[PROMPT]: Look through the records below and give the number of lines holding the string "select", nothing more.

(Dataset records)

-.-.-

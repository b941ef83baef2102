use std::sync::Arc;

use chrono::Utc;
use tokio::sync::{broadcast, mpsc, oneshot, Semaphore};
use tokio::task::{JoinHandle, JoinSet};
use tokio_util::sync::CancellationToken;

use crate::batch::Batcher;
use crate::bus::ErrorBus;
use crate::config::ServerConfig;
use crate::deliver::{Deliverer, NewRetry};
use crate::error::DeliveryError;
use crate::http::WebhookHttpClient;
use crate::recovery::Recovery;
use crate::retry_dispatch::RetryDispatcher;
use crate::state::InternalState;
use crate::storage::{WebhookEventRepo, WebhookRepo, WebhookStateRepo};
use crate::types::WebhookEvent;

/// The running delivery engine.
///
/// `start` spawns three long-lived tasks: the new-event subscription,
/// event recovery, and retry monitoring. It returns once the two
/// subscriptions are observable, so no event published afterwards can
/// be missed.
///
/// `shutdown` broadcasts the stop signal, waits for every task to drain
/// (in-flight POSTs are awaited, never aborted), suspends all retrying
/// state, and writes the final checkpoint. Only a checkpoint IO failure
/// surfaces to the caller; every other error is published on the bus.
pub struct DeliveryServer {
    internal: Arc<InternalState>,
    state_repo: Arc<dyn WebhookStateRepo>,
    bus: ErrorBus,
    shutdown: CancellationToken,
    tasks: Vec<JoinHandle<()>>,
}

impl DeliveryServer {
    pub async fn start(
        webhooks: Arc<dyn WebhookRepo>,
        events: Arc<dyn WebhookEventRepo>,
        http: Arc<dyn WebhookHttpClient>,
        state_repo: Arc<dyn WebhookStateRepo>,
        config: ServerConfig,
    ) -> Self {
        let bus = ErrorBus::new(config.error_sliding_capacity);
        let internal = Arc::new(InternalState::new());
        let shutdown = CancellationToken::new();
        let (new_retries_tx, new_retries_rx) = mpsc::channel(config.retry.capacity.max(1));

        let deliverer = Arc::new(Deliverer {
            webhooks,
            events,
            http,
            internal: internal.clone(),
            retry_config: config.retry.clone(),
            new_retries: new_retries_tx,
            bus: bus.clone(),
            shutdown: shutdown.clone(),
        });

        let mut tasks = Vec::new();

        // New-event subscription.
        let (subscribed_tx, subscribed_rx) = oneshot::channel();
        {
            let deliverer = deliverer.clone();
            let shutdown = shutdown.clone();
            let config = config.clone();
            tasks.push(tokio::spawn(async move {
                let new_events = deliverer.events.subscribe_to_new_events().await;
                let _ = subscribed_tx.send(());
                match config.batching_capacity {
                    Some(capacity) => {
                        Batcher::new(
                            deliverer,
                            capacity,
                            config.max_single_dispatch_concurrency,
                            shutdown,
                        )
                        .run(new_events)
                        .await
                    }
                    None => {
                        deliver_directly(
                            deliverer,
                            config.max_single_dispatch_concurrency,
                            shutdown,
                            new_events,
                        )
                        .await
                    }
                }
            }));
        }

        // Event recovery.
        let (recovered_tx, recovered_rx) = oneshot::channel();
        {
            let recovery = Recovery {
                deliverer: deliverer.clone(),
                state_repo: state_repo.clone(),
                shutdown: shutdown.clone(),
            };
            tasks.push(tokio::spawn(recovery.run(recovered_tx)));
        }

        // Retry monitoring: one dispatcher per webhook entering retrying.
        {
            let deliverer = deliverer.clone();
            let shutdown = shutdown.clone();
            let config = config.clone();
            tasks.push(tokio::spawn(monitor_retries(
                deliverer,
                config,
                shutdown,
                new_retries_rx,
            )));
        }

        // Startup barrier: both streams must be subscribed.
        let _ = subscribed_rx.await;
        let _ = recovered_rx.await;
        tracing::info!("webhook delivery server started");

        Self {
            internal,
            state_repo,
            bus,
            shutdown,
            tasks,
        }
    }

    /// Stop the engine and checkpoint the surviving retry state.
    pub async fn shutdown(mut self) -> Result<(), DeliveryError> {
        self.shutdown.cancel();
        for task in self.tasks.drain(..) {
            let _ = task.await;
        }

        let now = Utc::now();
        self.internal.suspend_all(now).await;
        let snapshot = self.internal.snapshot_persistent().await;

        // Nothing may fire between the snapshot and the write.
        {
            let map = self.internal.lock().await;
            for state in map.values() {
                if let Some(retry) = state.retrying() {
                    retry.set_inactive();
                }
            }
        }

        let entries = snapshot.retrying_states.len();
        let blob =
            serde_json::to_vec(&snapshot).map_err(|error| DeliveryError::Io(error.to_string()))?;
        self.state_repo.set_state(blob).await?;
        tracing::info!(entries, "checkpoint written; server stopped");
        Ok(())
    }

    /// Subscribe to the sliding error bus.
    pub fn errors(&self) -> broadcast::Receiver<DeliveryError> {
        self.bus.subscribe()
    }

    /// The in-memory webhook state map, mainly for inspection.
    pub fn state(&self) -> Arc<InternalState> {
        self.internal.clone()
    }
}

/// New-event path without batching: every event is its own dispatch,
/// bounded by the single-dispatch concurrency limit.
async fn deliver_directly(
    deliverer: Arc<Deliverer>,
    max_single_dispatch_concurrency: usize,
    shutdown: CancellationToken,
    mut new_events: mpsc::Receiver<WebhookEvent>,
) {
    let permits = Arc::new(Semaphore::new(max_single_dispatch_concurrency.max(1)));
    let mut tasks = JoinSet::new();

    loop {
        let event = tokio::select! {
            _ = shutdown.cancelled() => break,
            event = new_events.recv() => match event {
                Some(event) => event,
                None => break,
            },
        };
        let permit = permits.clone().acquire_owned().await.expect("semaphore closed");
        let deliverer = deliverer.clone();
        tasks.spawn(async move {
            deliverer.deliver_events(vec![event]).await;
            drop(permit);
        });
    }

    while tasks.join_next().await.is_some() {}
}

/// Observes the new-retries channel and owns every per-webhook retry
/// dispatcher, so the drain at shutdown covers them all.
async fn monitor_retries(
    deliverer: Arc<Deliverer>,
    config: ServerConfig,
    shutdown: CancellationToken,
    mut new_retries: mpsc::Receiver<NewRetry>,
) {
    // One pool for all single-mode retries; per-webhook dispatchers
    // must not multiply the configured bound.
    let single_permits = Arc::new(Semaphore::new(config.max_single_dispatch_concurrency.max(1)));
    let mut dispatchers = JoinSet::new();
    loop {
        let NewRetry { id, state } = tokio::select! {
            _ = shutdown.cancelled() => break,
            next = new_retries.recv() => match next {
                Some(next) => next,
                None => break,
            },
        };
        tracing::debug!(webhook = %id.0, "spawning retry dispatcher");
        dispatchers.spawn(
            RetryDispatcher {
                id,
                state,
                deliverer: deliverer.clone(),
                batching_capacity: config.batching_capacity,
                single_permits: single_permits.clone(),
                shutdown: shutdown.clone(),
            }
            .run(),
        );
    }
    while dispatchers.join_next().await.is_some() {}
}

-.-.-

[OUTPUT BELOW]: 2